Study material Block Start
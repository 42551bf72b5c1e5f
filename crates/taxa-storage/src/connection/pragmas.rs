//! PRAGMA configuration applied to every connection.
//!
//! WAL mode, NORMAL sync, foreign_keys ON, 5s busy_timeout, temp_store
//! MEMORY. Note that `object_tag.tag_id` carries no foreign key on purpose;
//! foreign_keys ON governs the taxonomy and tag-parent links only.

use rusqlite::Connection;
use taxa_core::errors::StorageError;

/// Apply performance and safety pragmas to a connection.
pub fn apply_pragmas(conn: &Connection) -> Result<(), StorageError> {
    conn.execute_batch(
        "
        PRAGMA journal_mode = WAL;
        PRAGMA synchronous = NORMAL;
        PRAGMA foreign_keys = ON;
        PRAGMA busy_timeout = 5000;
        PRAGMA temp_store = MEMORY;
        ",
    )
    .map_err(|e| StorageError::SqliteError {
        message: format!("failed to apply pragmas: {e}"),
    })
}

/// Verify that WAL mode is active. In-memory databases report `memory`.
pub fn verify_wal_mode(conn: &Connection) -> Result<bool, StorageError> {
    let mode: String = conn
        .pragma_query_value(None, "journal_mode", |row| row.get(0))
        .map_err(|e| StorageError::SqliteError {
            message: e.to_string(),
        })?;
    Ok(mode.eq_ignore_ascii_case("wal") || mode.eq_ignore_ascii_case("memory"))
}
Study material Block End
Exercise: Output the complete data exactly as written.

Answer space:
repository 42551bf72b5c1e5f
filename crates/taxa-storage/src/connection/pragmas.rs
//! PRAGMA configuration applied to every connection.
//!
//! WAL mode, NORMAL sync, foreign_keys ON, 5s busy_timeout, temp_store
//! MEMORY. Note that `object_tag.tag_id` carries no foreign key on purpose;
//! foreign_keys ON governs the taxonomy and tag-parent links only.

use rusqlite::Connection;
use taxa_core::errors::StorageError;

/// Apply performance and safety pragmas to a connection.
pub fn apply_pragmas(conn: &Connection) -> Result<(), StorageError> {
    conn.execute_batch(
        "
        PRAGMA journal_mode = WAL;
        PRAGMA synchronous = NORMAL;
        PRAGMA foreign_keys = ON;
        PRAGMA busy_timeout = 5000;
        PRAGMA temp_store = MEMORY;
        ",
    )
    .map_err(|e| StorageError::SqliteError {
        message: format!("failed to apply pragmas: {e}"),
    })
}

/// Verify that WAL mode is active. In-memory databases report `memory`.
pub fn verify_wal_mode(conn: &Connection) -> Result<bool, StorageError> {
    let mode: String = conn
        .pragma_query_value(None, "journal_mode", |row| row.get(0))
        .map_err(|e| StorageError::SqliteError {
            message: e.to_string(),
        })?;
    Ok(mode.eq_ignore_ascii_case("wal") || mode.eq_ignore_ascii_case("memory"))
}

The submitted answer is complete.